A Haunted Land tells the story of the Maguire family in one fateful year.  Set in 1902 in isolated squatter country in the mid-west of Western Australia, it begins with an echo of Daphne Du Maurier’s Rebecca.  Jessie returns as an old, old woman in a prologue revealing the desolation and decay of ‘Malin’, the once impressive homestead where the main action of the story takes place decades ago.

At the end of the avenue was the house, hidden, until they were inside, by the thick trees and shrubs that grew around the fence.  Gums, olives and oleanders made a dark-leaved screen.  The man got out to open the hanging gate that scraped along the ground, and the smell of the vivid oleander flowers in the heat came to him like a blow.  And the car drove in to the wide stretches of what was once a lawn, and at the end of the lawn was Malin.

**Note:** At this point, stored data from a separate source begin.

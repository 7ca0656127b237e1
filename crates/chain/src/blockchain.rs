use crate::{
    accessors, ChainError, ChainNotification, EventSender, HeaderChain, HeaderInsertSummary,
    InsertError,
};
use emerald_chainspec::ChainSpec;
use emerald_consensus::{
    validate_block_post_execution, BlockValidator, ChainLookup, ConsensusError, PowVerifier,
};
use emerald_db::{Batch, KeyValueStore, StoreError};
use emerald_executor::{MessageExecutor, StateProcessor};
use emerald_primitives::{
    constants::EMPTY_ROOT_HASH, logs_bloom, BlockNumber, Receipt, SealedBlock, SealedHeader,
    TransactionSigned, TxLookupEntry, B256, U256,
};
use emerald_state::StateStore;
use parking_lot::{Mutex, RwLock};
use rand::{rngs::StdRng, Rng, SeedableRng};
use rayon::prelude::*;
use schnellru::{ByLength, LruMap};
use std::{
    sync::{
        atomic::{AtomicBool, Ordering},
        Arc,
    },
    time::{Duration, Instant, SystemTime, UNIX_EPOCH},
};
use tracing::{debug, info, trace};

/// Tuning knobs of the chain manager.
#[derive(Debug, Clone)]
pub struct BlockChainConfig {
    /// Maintain the address-transaction index during inserts.
    pub atxi: bool,
    /// Capacity of the full-block cache.
    pub block_cache_size: u32,
    /// Capacity of the future-blocks cache.
    pub future_cap: u32,
    /// How far past the wall clock a block may lie and still be parked in
    /// the future-blocks cache, in seconds.
    pub future_horizon_secs: u64,
    /// Verify proof of work on every n-th header during header-only sync.
    pub pow_check_freq: usize,
    /// Fixed seed for the canonical tiebreak and probe jitter. `None` seeds
    /// from the OS.
    pub tiebreak_seed: Option<u64>,
}

impl Default for BlockChainConfig {
    fn default() -> Self {
        Self {
            atxi: true,
            block_cache_size: 256,
            future_cap: 256,
            future_horizon_secs: 30,
            pow_check_freq: 100,
            tiebreak_seed: None,
        }
    }
}

/// Counters of one `insert_chain` run.
#[derive(Debug, Clone, Copy, Default, PartialEq, Eq)]
pub struct InsertSummary {
    /// Blocks validated, executed and written.
    pub inserted: usize,
    /// Blocks skipped because they were already known.
    pub ignored: usize,
    /// Blocks parked in the future-blocks cache.
    pub queued: usize,
}

/// How a written block relates to the canonical chain.
#[derive(Debug, Clone, Copy, PartialEq, Eq)]
pub enum WriteStatus {
    /// The block extends or takes over the canonical chain.
    Canonical {
        /// Whether taking over required a reorganization.
        reorged: bool,
    },
    /// The block was stored on a side branch.
    Side,
}

#[derive(Debug)]
pub(crate) struct Heads {
    pub(crate) current_block: SealedBlock,
    pub(crate) current_fast: SealedHeader,
}

/// The chain manager: validates, executes and persists blocks, maintains
/// the three head pointers and the canonical mapping under the
/// heaviest-total-difficulty rule, and emits chain events.
///
/// A reader-writer lock protects the head pointers; a separate mutex
/// serializes the insertion pipelines so at most one insert runs at a time.
pub struct BlockChain {
    pub(crate) store: Arc<dyn KeyValueStore>,
    pub(crate) spec: Arc<ChainSpec>,
    pub(crate) validator: BlockValidator,
    pub(crate) processor: StateProcessor,
    pub(crate) state_store: StateStore,
    pub(crate) header_chain: HeaderChain,
    pub(crate) heads: RwLock<Heads>,
    pub(crate) chain_mu: Mutex<()>,
    pub(crate) block_cache: Mutex<LruMap<B256, SealedBlock>>,
    pub(crate) future_blocks: Mutex<LruMap<B256, SealedBlock>>,
    pub(crate) events: EventSender,
    pub(crate) interrupt: Arc<AtomicBool>,
    pub(crate) rng: Mutex<StdRng>,
    pub(crate) config: BlockChainConfig,
}

impl std::fmt::Debug for BlockChain {
    fn fmt(&self, f: &mut std::fmt::Formatter<'_>) -> std::fmt::Result {
        let heads = self.heads.read();
        f.debug_struct("BlockChain")
            .field("network", &self.spec.network)
            .field("head_block", &heads.current_block.num_hash())
            .field("head_fast", &heads.current_fast.num_hash())
            .finish_non_exhaustive()
    }
}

It had been a white house, but in its decay had become shabby.  The grey shingles had been beaten out of place by many rains, and the woodwork, once green, was now faded and cracked.  At each corner of the front were bay windows and in the middle the front door with its dark-green paint and wolfs-head knocker intact.  Three stone steps led up to the verandah.

One of the verandah posts was broken, and the upper balcony sagged dangerously, but seemed supported by the great climbing rose which had taken possession of a whole side of the house and reached even to the base of one of the white chimneys.  At the front it had followed along the railing of the lower verandah and covered the stone steps.  The paths and the lawns were covered with dead weeds, which in a more fertile season had been white daisies and cosmos with flowers fragile and delicate as ash.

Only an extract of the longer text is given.